Но Фрицу такие зрелища были не по душе, и он написал рапорт о переводе на фронт. Разве мог он представить тогда, что спустя год окажется на месте тех иванов?! Фриц в подробностях вспоминал виденное там, под Житомиром, чтобы внушить себе: здесь ещё цветочки, бывает страшнее. Действительно, в сравнении с условиями, в которых содержали русских пленных на том поле под Житомиром, здесь ещё можно было выжить! И он выжил.
После долгих скитаний по лагерям и неудачных попыток комиссаров, сулящих прощение, завербовать его в комитет «Свободная Германия», оказался Фриц в этом провинциальном русском городке, в Кирове. Долгие одиннадцать лет отделяли его от возвращения на родину, но их ещё нужно было прожить.
* * *
До подъёма оставались считанные минуты, зуб ныл сильнее. Перед рассветом – самая темень. Чёрный воздух барака, казалось, застыл от мороза. Холод продирался сквозь лохмотья, длинное тело чуть трясло от озноба. Фрицу казалось: он стал частью этой биомассы, что хрипит, чешется во сне, ворочается на нарах, кутаясь от холода. Перед глазами всё мелькали картинки былого.
Ему казалось, что он упустил что-то важное, какой-то ответ. Ответ…
Наконец, послышалась громкая команда, и мрачный барак зашевелился. Снаружи уже доносились окрики, ненавистное: «Давай-давай!» Только Фриц не двинулся с места, он лежал, уставившись в потолок. После бессонной ночи пребывал как в бреду, не понимая толком, где находится: на том свете или на этом…
Вот перед его глазами красноармеец, один из тысяч пленных русских. Он за колючей проволокой; умоляюще смотрит, как надзиратель Фриц уплетает толстый бутерброд с сыром. Этот иван жестами показывает, что хочет есть, но Фриц остаётся невозмутимо-безучастным. Ефрейтор Нойбауэр не издевается над пленными, но и помогать им запрещено. Таков порядок!

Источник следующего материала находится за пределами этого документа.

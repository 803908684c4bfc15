//! Hexagon grid primitives
//!
//! Directions, edge classification and the cube coordinate system shared by the
//! grid, the metrics and the triangulation engine.

mod coordinates;
mod direction;

pub use coordinates::{HexCoordinates, MAX_AXIAL};
pub use direction::HexDirection;

#[cfg(feature = "serde")]
use serde::{Deserialize, Serialize};

/// Relationship between the elevations of two cells
///
/// Never stored; always recomputed from the two elevations with
/// [`classify_edge`](crate::metrics::classify_edge).
#[cfg_attr(feature = "serde", derive(Serialize, Deserialize))]
#[derive(Debug, Clone, Copy, PartialEq, Eq, Hash)]
pub enum EdgeType {
    /// Both cells share the same elevation
    Flat,
    /// Elevations differ by exactly one level; connected with terraces
    Slope,
    /// Elevations differ by two or more levels; connected with a single face
    Cliff,
}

Вот перед его глазами русская девочка, нарушившая порядок. Она протягивает хлеб обезумевшему от голода, холода и страха Фридриху Нойбауэру.
Русская девочка, спасающая немецкую жизнь.
Петрозаводск, июль 2015 г.
УЛЫБКА МЭРИЛИН
В кабине жарко и… просто невыносимо противно. Баранку крутит Игнатьич – мятый, средних лет мужичок с физиономией кислой, как квашеная капуста. По масленому лицу струится липкий пот. Во рту гадко, словно курицы помёта наложили.
Да, КрАЗ-лесовоз – не самая комфортабельная машина для езды по кочкам просёлочных дорог. Особенно если едет без груза (тогда его мотает во все стороны на каждом ухабе). Особенно если шофёр – с большого бодуна (а так оно и есть).
Каждое движение болью пронзает одурманенный мозг, и белый свет не мил. Даже родинка на щёчке Мэрилин Монро, что соблазнительно улыбается с цветной картинки, приколотой к козырьку – не мила. Игнатьич хочет быстрее добраться до леспромхоза, чтоб «поправить здоровьице», но страшно гнать – трясутся и руки, и ноги. Это похмелье…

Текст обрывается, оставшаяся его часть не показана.